ACTIVITY: Begin at the line containing "use std::sync::Arc;" in the entries below and end at the line containing "#[derive(Debug, Clone, PartialEq, Eq)]"; transcribe that range exactly and nothing outside it.

Saved data entries:
Segment Open
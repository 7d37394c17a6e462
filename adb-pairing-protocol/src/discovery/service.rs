//! Discovery Service
//!
//! Runs one background listener over a [`PresenceSource`], filters and
//! de-duplicates what it reports, and fans presence changes out to every
//! subscriber. `start` and `stop` are idempotent; a restart begins a new
//! event sequence and ends the channels of earlier subscribers. A source that
//! ends on its own closes every subscriber and leaves discovery inactive.

use super::{DiscoveryError, MdnsPresenceSource, PresenceEvent, ADB_PAIRING_SERVICE_TYPE};
use crate::pairing::PairingEndpoint;
use async_trait::async_trait;
use parking_lot::Mutex;
use std::collections::HashSet;
use std::sync::Arc;
use tokio::sync::{mpsc, oneshot};
use tokio::task::JoinHandle;
use tracing::{debug, info, warn};

/// Something that reports raw service advertisements
///
/// Implementations may report duplicates; [`ServiceDiscovery`] filters them.
#[async_trait]
pub trait PresenceSource: Send + Sync {
    /// Begin browsing for `service_type`
    async fn browse(
        &self,
        service_type: &str,
    ) -> Result<mpsc::UnboundedReceiver<PresenceEvent>, DiscoveryError>;

    /// Stop browsing and release resources
    async fn stop_browse(&self, service_type: &str);
}

/// Discovery service configuration
#[derive(Debug, Clone, PartialEq, Eq)]
pub struct DiscoveryConfig {
    /// mDNS service type to browse
    pub service_type: String,
}

impl Default for DiscoveryConfig {
    fn default() -> Self {
        Self {
            service_type: ADB_PAIRING_SERVICE_TYPE.to_string(),
        }
    }
}

/// What the listener has seen and who hears about it
///
/// Kept under one lock so a new subscriber's replay and the listener's
/// next change cannot interleave.
#[derive(Default)]
struct Fanout {
    present: HashSet<PairingEndpoint>,
    subscribers: Vec<mpsc::UnboundedSender<PresenceEvent>>,
}

impl Fanout {
    fn close(&mut self) {
        self.present.clear();
        self.subscribers.clear();
    }
}

type SharedFanout = Arc<Mutex<Fanout>>;

/// Background watcher of pairing service advertisements
pub struct ServiceDiscovery {
    source: Arc<dyn PresenceSource>,
    config: DiscoveryConfig,
    fanout: SharedFanout,
    shutdown_tx: Option<oneshot::Sender<()>>,
    listener: Option<JoinHandle<()>>,
}

impl ServiceDiscovery {
    pub fn new(source: Arc<dyn PresenceSource>, config: DiscoveryConfig) -> Self {
        Self {
            source,
            config,
            fanout: Arc::new(Mutex::new(Fanout::default())),
            shutdown_tx: None,
            listener: None,
        }
    }

    /// Discovery over multicast DNS
    pub fn mdns(config: DiscoveryConfig) -> Self {
        Self::new(Arc::new(MdnsPresenceSource::new()), config)
    }

    /// Whether the background listener is running
    ///
    /// Turns false on its own once the source ends.
    pub fn is_active(&self) -> bool {
        self.listener
            .as_ref()
            .is_some_and(|listener| !listener.is_finished())
    }

    /// Receive presence changes
    ///
    /// Services already present are reported first. The channel closes when
    /// discovery stops or the source ends.
    pub fn subscribe(&self) -> mpsc::UnboundedReceiver<PresenceEvent> {
        let (tx, rx) = mpsc::unbounded_channel();
        let mut fanout = self.fanout.lock();
        for endpoint in &fanout.present {
            let _ = tx.send(PresenceEvent::appeared(endpoint.clone()));
        }
        fanout.subscribers.push(tx);
        rx
    }

    /// Start watching; a no-op while already active
    pub async fn start(&mut self) {
        if self.is_active() {
            debug!("Discovery already running");
            return;
        }
        if self.shutdown_tx.is_some() {
            debug!("Previous discovery source ended; restarting");
            self.stop().await;
        }

        let raw = match self.source.browse(&self.config.service_type).await {
            Ok(raw) => raw,
            Err(e) => {
                warn!("Discovery unavailable: {}", e);
                return;
            }
        };

        let (shutdown_tx, shutdown_rx) = oneshot::channel();
        self.shutdown_tx = Some(shutdown_tx);
        self.listener = Some(tokio::spawn(Self::listen(
            raw,
            self.fanout.clone(),
            shutdown_rx,
        )));

        info!("Discovery started for {}", self.config.service_type);
    }

    /// Stop watching; a no-op while inactive
    pub async fn stop(&mut self) {
        let Some(shutdown_tx) = self.shutdown_tx.take() else {
            return;
        };

        let _ = shutdown_tx.send(());
        if let Some(listener) = self.listener.take() {
            let _ = listener.await;
        }

        self.source.stop_browse(&self.config.service_type).await;
        self.fanout.lock().close();

        info!("Discovery stopped");
    }

    async fn listen(
        mut raw: mpsc::UnboundedReceiver<PresenceEvent>,
        fanout: SharedFanout,
        mut shutdown_rx: oneshot::Receiver<()>,
    ) {
        loop {
            tokio::select! {
                _ = &mut shutdown_rx => break,
                event = raw.recv() => {
                    let Some(event) = event else {
                        warn!("Discovery source ended");
                        fanout.lock().close();
                        break;
                    };

                    if event.endpoint.port == 0 {
                        debug!("Ignoring advertisement without port from {}", event.endpoint.host);
                        continue;
                    }

                    Self::publish(&fanout, event);
                }
            }
        }
    }

    /// Record a change and pass it on; repeats of the current state are dropped
    fn publish(fanout: &Mutex<Fanout>, event: PresenceEvent) {
        let mut fanout = fanout.lock();
        let changed = if event.present {
            fanout.present.insert(event.endpoint.clone())
        } else {
            fanout.present.remove(&event.endpoint)
        };
        if !changed {
            return;
        }

        if event.present {
            info!("Pairing service available at {}", event.endpoint);
        } else {
            info!("Pairing service at {} went away", event.endpoint);
        }

        fanout.subscribers.retain(|tx| tx.send(event.clone()).is_ok());
    }
}

impl Drop for ServiceDiscovery {
    fn drop(&mut self) {
        if let Some(listener) = self.listener.take() {
            listener.abort();
        }
    }
}

#[cfg(test)]
mod tests {
    use super::*;
    use std::sync::atomic::{AtomicUsize, Ordering};
    use tokio::sync::mpsc::error::TryRecvError;
    use tokio::time::{sleep, Duration};

    /// Source fed by the test through `feed`
    #[derive(Default)]
    struct ScriptedSource {
        feed: Mutex<Option<mpsc::UnboundedSender<PresenceEvent>>>,
        browse_calls: AtomicUsize,
        stop_calls: AtomicUsize,
        fail: bool,
    }

    impl ScriptedSource {
        fn emit(&self, event: PresenceEvent) {
            if let Some(tx) = self.feed.lock().as_ref() {
                tx.send(event).unwrap();
            }
        }
    }

    #[async_trait]
    impl PresenceSource for ScriptedSource {
        async fn browse(
            &self,
            _service_type: &str,
        ) -> Result<mpsc::UnboundedReceiver<PresenceEvent>, DiscoveryError> {
            self.browse_calls.fetch_add(1, Ordering::SeqCst);
            if self.fail {
                return Err(DiscoveryError::Unavailable("no multicast".to_string()));
            }
            let (tx, rx) = mpsc::unbounded_channel();
            *self.feed.lock() = Some(tx);
            Ok(rx)
        }

        async fn stop_browse(&self, _service_type: &str) {
            self.stop_calls.fetch_add(1, Ordering::SeqCst);
            self.feed.lock().take();
        }
    }

    fn endpoint(port: u16) -> PairingEndpoint {
        PairingEndpoint::new("192.168.1.5", port)
    }

    async fn settle() {
        sleep(Duration::from_millis(50)).await;
    }

    #[tokio::test]
    async fn test_double_start_single_listener() {
        let source = Arc::new(ScriptedSource::default());
        let mut discovery = ServiceDiscovery::new(source.clone(), DiscoveryConfig::default());

        discovery.start().await;
        let mut events = discovery.subscribe();
        discovery.start().await;

        assert_eq!(source.browse_calls.load(Ordering::SeqCst), 1);

        source.emit(PresenceEvent::appeared(endpoint(37123)));
        settle().await;

        assert_eq!(
            events.try_recv().unwrap(),
            PresenceEvent::appeared(endpoint(37123))
        );
        assert_eq!(events.try_recv(), Err(TryRecvError::Empty));
    }

    #[tokio::test]
    async fn test_duplicates_and_port_zero_filtered() {
        let source = Arc::new(ScriptedSource::default());
        let mut discovery = ServiceDiscovery::new(source.clone(), DiscoveryConfig::default());
        discovery.start().await;
        let mut events = discovery.subscribe();

        source.emit(PresenceEvent::appeared(endpoint(0)));
        source.emit(PresenceEvent::appeared(endpoint(40001)));
        source.emit(PresenceEvent::appeared(endpoint(40001)));
        source.emit(PresenceEvent::vanished(endpoint(40002)));
        source.emit(PresenceEvent::vanished(endpoint(40001)));
        settle().await;

        assert_eq!(events.try_recv().unwrap(), PresenceEvent::appeared(endpoint(40001)));
        assert_eq!(events.try_recv().unwrap(), PresenceEvent::vanished(endpoint(40001)));
        assert_eq!(events.try_recv(), Err(TryRecvError::Empty));
    }

    #[tokio::test]
    async fn test_restart_yields_fresh_sequence() {
        let source = Arc::new(ScriptedSource::default());
        let mut discovery = ServiceDiscovery::new(source.clone(), DiscoveryConfig::default());

        discovery.start().await;
        let mut first = discovery.subscribe();
        source.emit(PresenceEvent::appeared(endpoint(40001)));
        settle().await;

        discovery.stop().await;
        discovery.stop().await;
        assert_eq!(source.stop_calls.load(Ordering::SeqCst), 1);
        assert!(!discovery.is_active());

        assert!(first.recv().await.is_some());
        assert!(first.recv().await.is_none());

        discovery.start().await;
        let mut second = discovery.subscribe();
        // Same endpoint again: a new sequence reports it anew
        source.emit(PresenceEvent::appeared(endpoint(40001)));
        settle().await;

        assert_eq!(second.try_recv().unwrap(), PresenceEvent::appeared(endpoint(40001)));
        assert_eq!(source.browse_calls.load(Ordering::SeqCst), 2);
    }

    #[tokio::test]
    async fn test_source_failure_is_swallowed() {
        let source = Arc::new(ScriptedSource {
            fail: true,
            ..Default::default()
        });
        let mut discovery = ServiceDiscovery::new(source.clone(), DiscoveryConfig::default());

        discovery.start().await;
        assert!(!discovery.is_active());
        discovery.stop().await;
        assert_eq!(source.stop_calls.load(Ordering::SeqCst), 0);
    }

    #[tokio::test]
    async fn test_late_subscriber_sees_present_services() {
        let source = Arc::new(ScriptedSource::default());
        let mut discovery = ServiceDiscovery::new(source.clone(), DiscoveryConfig::default());
        discovery.start().await;

        source.emit(PresenceEvent::appeared(endpoint(40001)));
        source.emit(PresenceEvent::appeared(endpoint(40002)));
        source.emit(PresenceEvent::vanished(endpoint(40002)));
        settle().await;

        let mut late = discovery.subscribe();
        assert_eq!(late.try_recv().unwrap(), PresenceEvent::appeared(endpoint(40001)));
        assert_eq!(late.try_recv(), Err(TryRecvError::Empty));

        source.emit(PresenceEvent::vanished(endpoint(40001)));
        settle().await;
        assert_eq!(late.try_recv().unwrap(), PresenceEvent::vanished(endpoint(40001)));
    }

    #[tokio::test]
    async fn test_source_end_closes_subscribers() {
        let source = Arc::new(ScriptedSource::default());
        let mut discovery = ServiceDiscovery::new(source.clone(), DiscoveryConfig::default());
        discovery.start().await;
        let mut events = discovery.subscribe();

        source.emit(PresenceEvent::appeared(endpoint(40001)));
        // Dropping the feed ends the raw stream
        source.feed.lock().take();

        let first = tokio::time::timeout(Duration::from_secs(1), events.recv())
            .await
            .unwrap();
        assert_eq!(first, Some(PresenceEvent::appeared(endpoint(40001))));
        let closed = tokio::time::timeout(Duration::from_secs(1), events.recv())
            .await
            .unwrap();
        assert!(closed.is_none());

        settle().await;
        assert!(!discovery.is_active());

        // A later start browses again and forgets the old sequence
        discovery.start().await;
        assert!(discovery.is_active());
        assert_eq!(source.browse_calls.load(Ordering::SeqCst), 2);
        assert_eq!(source.stop_calls.load(Ordering::SeqCst), 1);

        let mut fresh = discovery.subscribe();
        assert_eq!(fresh.try_recv(), Err(TryRecvError::Empty));
        source.emit(PresenceEvent::appeared(endpoint(40001)));
        settle().await;
        assert_eq!(fresh.try_recv().unwrap(), PresenceEvent::appeared(endpoint(40001)));
    }
}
Segment Closed
WORKED SOLUTION:
use std::sync::Arc;
use tokio::sync::{mpsc, oneshot};
use tokio::task::JoinHandle;
use tracing::{debug, info, warn};

/// Something that reports raw service advertisements
///
/// Implementations may report duplicates; [`ServiceDiscovery`] filters them.
#[async_trait]
pub trait PresenceSource: Send + Sync {
    /// Begin browsing for `service_type`
    async fn browse(
        &self,
        service_type: &str,
    ) -> Result<mpsc::UnboundedReceiver<PresenceEvent>, DiscoveryError>;

    /// Stop browsing and release resources
    async fn stop_browse(&self, service_type: &str);
}

/// Discovery service configuration
#[derive(Debug, Clone, PartialEq, Eq)]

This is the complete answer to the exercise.